Evaluation and Management of Anemia in Stage 4 CKD
This patient requires immediate iron studies (ferritin and transferrin saturation) to guide treatment, followed by intravenous iron supplementation as first-line therapy if iron deficiency is confirmed, before considering erythropoiesis-stimulating agents.
Initial Diagnostic Evaluation
The CBC shows mild normocytic anemia (Hb 11.2 g/dL, MCV 91.4 fL) with elevated RDW (16.3), which is consistent with anemia of CKD but requires further workup to identify treatable causes 1, 2.
Essential initial laboratory tests include:
- Serum ferritin level 1
- Transferrin saturation (TSAT) 1
- Absolute reticulocyte count 1
- Serum vitamin B12 and folate levels 1
The elevated RDW suggests mixed causes or evolving iron deficiency, making iron studies particularly critical 1.
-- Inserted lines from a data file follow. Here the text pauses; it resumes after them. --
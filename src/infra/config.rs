use anyhow::Context;
use camino::Utf8PathBuf;
use config::Config;
use rust_decimal::Decimal;
use serde::Deserialize;
use serde_aux::field_attributes::deserialize_number_from_string;

#[derive(Clone, Deserialize, Debug)]
pub struct Settings {
    pub environment: String,
    pub application: ApplicationSettings,
    pub api: ApiSettings,
    pub cart: CartSettings,
}

#[derive(Clone, Deserialize, Debug)]
pub struct ApplicationSettings {
    pub logs_directory: String,
    pub storage_path: Utf8PathBuf,
}

#[derive(Clone, Deserialize, Debug)]
pub struct ApiSettings {
    pub base_url: String,
    #[serde(deserialize_with = "deserialize_number_from_string")]
    pub timeout_ms: u64,
    #[serde(default)]
    pub token: Option<String>,
    #[serde(deserialize_with = "deserialize_number_from_string")]
    pub fetch_retries: usize,
    #[serde(deserialize_with = "deserialize_number_from_string")]
    pub reconcile_concurrency: usize,
}

#[derive(Clone, Deserialize, Debug)]
pub struct CartSettings {
    pub storage_key: String,
    #[serde(deserialize_with = "deserialize_number_from_string")]
    pub shipping_fee_per_shop: i64,
}

impl CartSettings {
    pub fn shipping_fee_per_shop(&self) -> Decimal {
        Decimal::from(self.shipping_fee_per_shop)
    }
}

fn find_config_dir() -> anyhow::Result<Utf8PathBuf> {
    let current_dir =
        std::env::current_dir().context("Failed to determine the current directory.")?;
    let current_dir =
        Utf8PathBuf::try_from(current_dir).context("Could not convert PathBuf to Utf8PathBuf")?;

    current_dir
        .ancestors()
        .map(|p| p.join("config"))
        .find(|p| {
            let base_path = p.join("base.yaml");
            p.is_dir() && base_path.is_file()
        })
        .ok_or_else(|| anyhow::anyhow!("Cannot find config directory!"))
}

pub fn get_config_settings() -> anyhow::Result<Settings> {
    let config_directory = find_config_dir()?;

    // Detect the running environment - default to `development` if unspecified.
    let environment: String =
        std::env::var("APP_ENVIRONMENT").unwrap_or_else(|_| "development".to_owned());

    let base_source = config::File::from(config_directory.join("base").into_std_path_buf()).required(true);

    let env_source =
        config::File::from(config_directory.join(environment.as_str()).into_std_path_buf())
            .required(true);

    // e.g. `APP_API__BASE_URL=http://shop.test/api` sets `Settings.api.base_url`
    let overrides_source = config::Environment::with_prefix("app")
        .prefix_separator("_")
        .separator("__");

    let config = Config::builder()
        .set_default("environment", environment.as_str())?
        .add_source(base_source)
        .add_source(env_source)
        .add_source(overrides_source)
        .build()?;

    config
        .try_deserialize()
        .context("Could not deserialise config settings.")
}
Iron Status Assessment and Treatment Thresholds
Iron deficiency in CKD Stage 4 is defined as:
- Serum ferritin <100 ng/mL AND/OR
- TSAT <20% 1
Functional iron deficiency (inadequate iron delivery despite adequate stores) occurs when TSAT <20% even with ferritin 100-500 ng/mL, particularly common when erythropoiesis is stimulated 1.
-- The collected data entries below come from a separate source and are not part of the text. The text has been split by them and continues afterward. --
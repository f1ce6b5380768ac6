use strum_macros::Display;
use tokio::sync::broadcast;

use super::LineItem;

#[derive(Debug, Clone, Copy, PartialEq, Eq, Display)]
pub enum ChangeReason {
    Loaded,
    Added,
    QuantityChanged,
    Removed,
    Cleared,
}

/// Broadcast after every mutation that changes the cart's contents.
#[derive(Debug, Clone, Copy, PartialEq, Eq)]
pub struct CartChanged {
    /// Sum of quantities, the figure shown on the header badge.
    pub item_count: u32,
    pub line_count: usize,
    pub reason: ChangeReason,
}

#[derive(Debug, Clone)]
pub struct CartNotifier {
    sender: broadcast::Sender<CartChanged>,
}

impl CartNotifier {
    pub fn new(capacity: usize) -> Self {
        let (sender, _) = broadcast::channel(capacity.max(1));
        Self { sender }
    }

    pub fn subscribe(&self) -> broadcast::Receiver<CartChanged> {
        self.sender.subscribe()
    }

    pub fn notify(&self, items: &[LineItem], reason: ChangeReason) {
        let change = CartChanged {
            item_count: items.iter().map(|i| i.quantity).sum(),
            line_count: items.len(),
            reason,
        };
        // No subscribers is fine.
        let _ = self.sender.send(change);
    }
}

impl Default for CartNotifier {
    fn default() -> Self {
        Self::new(16)
    }
}
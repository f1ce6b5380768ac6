use anyhow::Context;
use cart_client::{
    configure_tracing, construct_app_state,
    infra::{Cli, get_config_settings},
    run,
};
use clap::Parser;

#[tokio::main]
async fn main() -> anyhow::Result<()> {
    let cli = Cli::parse();

    let settings = get_config_settings().context("Could not read application configuration.")?;

    // Held until main returns so buffered log lines are flushed on exit.
    let _worker_guard = configure_tracing(&settings);

    let mut app_state = construct_app_state(settings, cli.token)?;

    run(&mut app_state, cli.command).await
}
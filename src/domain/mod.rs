pub mod cart;
pub mod checkout;
mod helpers;

pub use helpers::fake;
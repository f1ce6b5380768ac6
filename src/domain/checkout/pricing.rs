//! Price breakdown of a cart.

use std::collections::BTreeSet;

use rust_decimal::Decimal;

use crate::domain::cart::LineItem;

/// Figures supplied by a prior server validation. They only ever replace the voucher discount
/// and the shipping charge.
#[derive(Debug, Clone, Copy, Default, PartialEq, Eq)]
pub struct PricingOverrides {
    pub voucher_discount: Option<Decimal>,
    pub shipping: Option<Decimal>,
    pub free_shipping: bool,
}

#[derive(Debug, Clone, Copy, Default, PartialEq, Eq, serde::Serialize)]
pub struct PriceBreakdown {
    pub subtotal: Decimal,
    pub promotion_discount: Decimal,
    pub voucher_discount: Decimal,
    pub shipping: Decimal,
    pub total: Decimal,
}

impl PriceBreakdown {
    /// Subtotal after promotions, the base a voucher applies to.
    pub fn merchandise_total(&self) -> Decimal {
        self.subtotal - self.promotion_discount
    }
}

/// Sum of list prices.
pub fn subtotal(items: &[LineItem]) -> Decimal {
    items.iter().map(LineItem::list_total).sum()
}

/// Difference between list and effective prices, never negative.
pub fn promotion_discount(items: &[LineItem]) -> Decimal {
    let charged: Decimal = items.iter().map(LineItem::effective_total).sum();
    (subtotal(items) - charged).max(Decimal::ZERO)
}

/// One flat fee per distinct shop. Lines with no known shop count as one shop together.
pub fn shipping_for(items: &[LineItem], fee_per_shop: Decimal) -> Decimal {
    let shops: BTreeSet<_> = items.iter().map(|item| item.shop_id).collect();
    fee_per_shop * Decimal::from(shops.len())
}

/// Computes the breakdown fresh from the cart. Subtotal and promotion discount always come
/// from the line items, whatever the overrides say.
pub fn compute_breakdown(
    items: &[LineItem],
    overrides: &PricingOverrides,
    fee_per_shop: Decimal,
) -> PriceBreakdown {
    let subtotal = subtotal(items);
    let promotion_discount = promotion_discount(items);

    let voucher_discount = overrides
        .voucher_discount
        .unwrap_or(Decimal::ZERO)
        .max(Decimal::ZERO)
        .floor();

    let shipping = if items.is_empty() || overrides.free_shipping {
        Decimal::ZERO
    } else {
        overrides
            .shipping
            .unwrap_or_else(|| shipping_for(items, fee_per_shop))
            .max(Decimal::ZERO)
            .floor()
    };

    let total = (subtotal - promotion_discount - voucher_discount + shipping)
        .max(Decimal::ZERO)
        .floor();

    PriceBreakdown {
        subtotal,
        promotion_discount,
        voucher_discount,
        shipping,
        total,
    }
}

//-------------------------- Tests -------------------------------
Treatment Algorithm Based on Iron Studies:
If ferritin <100 ng/mL or TSAT <20%:
- Initiate intravenous iron therapy (oral iron is inadequate for CKD patients) 1
- Typical regimen: 200 mg IV weekly for 3 weeks, then reassess 1
- Target: ferritin >100 ng/mL and TSAT >20% 1
If ferritin 100-500 ng/mL with TSAT <30%:
- Consider trial of IV iron (50-125 mg weekly for 8-10 doses) 1
- Monitor response: rising hemoglobin indicates functional iron deficiency
- No response suggests inflammatory block 1
Erythropoiesis-Stimulating Agent Considerations
ESA therapy should be considered only after:
- Iron deficiency has been corrected (ferritin >100 ng/mL, TSAT >20%) 1
- Hemoglobin remains <10.0 g/dL despite adequate iron stores 1, 2
- Other causes of anemia have been excluded 1
Target hemoglobin range: 10-12 g/dL (avoid exceeding 12 g/dL due to cardiovascular risks) 1.
This patient's current Hb of 11.2 g/dL is actually within acceptable range, making ESA therapy premature until iron status is fully evaluated 1, 2.
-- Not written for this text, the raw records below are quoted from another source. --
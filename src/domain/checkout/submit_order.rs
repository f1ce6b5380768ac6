//! Order submission: validate, build payload, dispatch, branch on the response.

use rust_decimal::Decimal;
use strum_macros::{Display, EnumString};
use tracing::{error, info, instrument, warn};

use crate::domain::cart::{AddressId, CartMode, CartStore, GuestCartRecord, LineItem};

use super::{
    AddressForm, AddressSelection, AppliedVoucher, CheckoutError, ManualAddress, OrderId,
    PriceBreakdown, PricingOverrides, compute_breakdown, order_id, pricing, redirect_url,
};

#[derive(Debug, Clone, Copy, PartialEq, Eq, Display, EnumString, serde::Serialize)]
#[strum(serialize_all = "lowercase", ascii_case_insensitive)]
#[serde(rename_all = "lowercase")]
pub enum PaymentMethod {
    /// Cash on delivery, confirmed immediately.
    Cod,
    Vnpay,
    Momo,
}

//------------------------- Payloads ----------------------------

/// Body of `POST /nologin`. The server holds no guest cart, so the lines travel inline.
#[derive(Debug, Clone, PartialEq, serde::Serialize)]
pub struct GuestOrderPayload {
    pub payment_method: PaymentMethod,
    pub address_manual: ManualAddress,
    pub cart_items: Vec<GuestCartRecord>,
    /// Guests cannot redeem vouchers; always sent as `null`.
    pub voucher_code: Option<String>,
}

/// Body of `POST /dathang`. The server already has the cart.
#[derive(Debug, Clone, PartialEq, serde::Serialize)]
pub struct AuthenticatedOrderPayload {
    pub payment_method: PaymentMethod,
    pub voucher_code: Option<String>,
    #[serde(skip_serializing_if = "Option::is_none")]
    pub address_id: Option<AddressId>,
    #[serde(skip_serializing_if = "Option::is_none")]
    pub address_manual: Option<ManualAddress>,
}

#[derive(Debug, Clone, PartialEq, Eq)]
pub struct OrderRequest {
    pub payment_method: PaymentMethod,
    pub address: AddressForm,
    pub voucher_code: Option<String>,
}

/// Terminal state of a submission.
#[derive(Debug, Clone, PartialEq, Eq)]
pub enum OrderOutcome {
    /// Accepted without a payment redirect. The id is absent when the response carried none.
    Placed { order_id: Option<OrderId> },
    /// The browser must continue at the payment gateway.
    Redirected { url: String },
    /// Nothing was changed; the cart is intact and the order can be retried.
    Failed(CheckoutError),
}

//------------------------- Engine ----------------------------

#[derive(Debug, Clone)]
pub struct CheckoutEngine {
    fee_per_shop: Decimal,
}

impl CheckoutEngine {
    pub fn new(fee_per_shop: Decimal) -> Self {
        Self { fee_per_shop }
    }

    /// Computed fresh on every call; callers re-run it after each cart or voucher change.
    pub fn breakdown(&self, items: &[LineItem], voucher: Option<&AppliedVoucher>) -> PriceBreakdown {
        let overrides = voucher
            .map(|applied| {
                let merchandise_total =
                    pricing::subtotal(items) - pricing::promotion_discount(items);
                applied.overrides(merchandise_total)
            })
            .unwrap_or_default();
        self.breakdown_with(items, &overrides)
    }

    pub fn breakdown_with(&self, items: &[LineItem], overrides: &PricingOverrides) -> PriceBreakdown {
        compute_breakdown(items, overrides, self.fee_per_shop)
    }

    /// Places an order for the store's cart. The cart is cleared only when the backend accepts
    /// the order.
    #[instrument(skip(self, store, request), fields(payment_method = %request.payment_method))]
    pub async fn submit_order(&self, store: &mut CartStore, request: OrderRequest) -> OrderOutcome {
        let selection = match AddressSelection::try_from(request.address) {
            Ok(selection) => selection,
            Err(e) => return OrderOutcome::Failed(e.into()),
        };

        // A degraded cart is the unsynced guest cart. It must reach the server before `/dathang`.
        if store.mode() == CartMode::Degraded {
            info!("Retrying the server cart before placing the order.");
            store.load().await;
            if store.mode() == CartMode::Degraded {
                warn!("Server cart still unavailable, order not sent.");
                return OrderOutcome::Failed(CheckoutError::CartNotSynced);
            }
        }

        let credential = match store.mode() {
            CartMode::Authenticated => store.credential().cloned(),
            CartMode::Guest | CartMode::Degraded => None,
        };

        let response = match credential {
            None => {
                let AddressSelection::Manual(address_manual) = selection else {
                    return OrderOutcome::Failed(CheckoutError::SavedAddressRequiresLogin);
                };
                if store.is_empty() {
                    return OrderOutcome::Failed(CheckoutError::EmptyCart);
                }
                let payload = GuestOrderPayload {
                    payment_method: request.payment_method,
                    address_manual,
                    cart_items: store.items().iter().map(GuestCartRecord::from).collect(),
                    voucher_code: None,
                };
                store.api().place_guest_order(&payload).await
            }
            Some(credential) => {
                let (address_id, address_manual) = match selection {
                    AddressSelection::Saved(id) => (Some(id), None),
                    AddressSelection::Manual(address) => (None, Some(address)),
                };
                let payload = AuthenticatedOrderPayload {
                    payment_method: request.payment_method,
                    voucher_code: request
                        .voucher_code
                        .map(|code| code.trim().to_owned())
                        .filter(|code| !code.is_empty()),
                    address_id,
                    address_manual,
                };
                store.api().place_order(&credential, &payload).await
            }
        };

        let response = match response {
            Ok(response) => response,
            Err(e) => {
                error!("Order could not be placed: {e}");
                return OrderOutcome::Failed(CheckoutError::from(&e));
            }
        };

        if let Some(url) = redirect_url(&response) {
            info!("Order accepted, continuing at payment gateway.");
            store.clear();
            return OrderOutcome::Redirected { url };
        }

        let order_id = order_id(&response);
        match &order_id {
            Some(id) => info!("Order {id} placed."),
            None => warn!("Order placed but the response carried no order id: {response}"),
        }
        store.clear();
        OrderOutcome::Placed { order_id }
    }
}

//-------------------------- Tests -------------------------------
Additional Causes to Exclude
Given the normocytic anemia with elevated RDW, evaluate for:
- Chronic inflammation (C-reactive protein, especially if ferritin elevated with low TSAT) 1
- Severe hyperparathyroidism (PTH level) 1
- Hypothyroidism (TSH) 1
- Occult blood loss (stool guaiac, especially with ongoing iron deficiency) 1
Monitoring Strategy
Once treatment initiated:
- Recheck CBC, ferritin, and TSAT in 2-3 months 1
- If on IV iron alone: assess response and need for maintenance dosing 1
- If ESA eventually required: monitor iron studies every 3 months minimum 1
Critical Pitfalls to Avoid
Do not start ESA therapy before correcting iron deficiency - this leads to poor response and unnecessarily high ESA doses 1.
Do not use oral iron in CKD Stage 4 - absorption is inadequate to meet erythropoietic demands, particularly if ESA therapy becomes necessary 1.
Do not ignore the elevated RDW - this suggests evolving deficiency or mixed pathology requiring thorough evaluation 1.
Avoid treating to hemoglobin >12 g/dL - higher targets increase cardiovascular risk without additional benefit 1, 2, 3.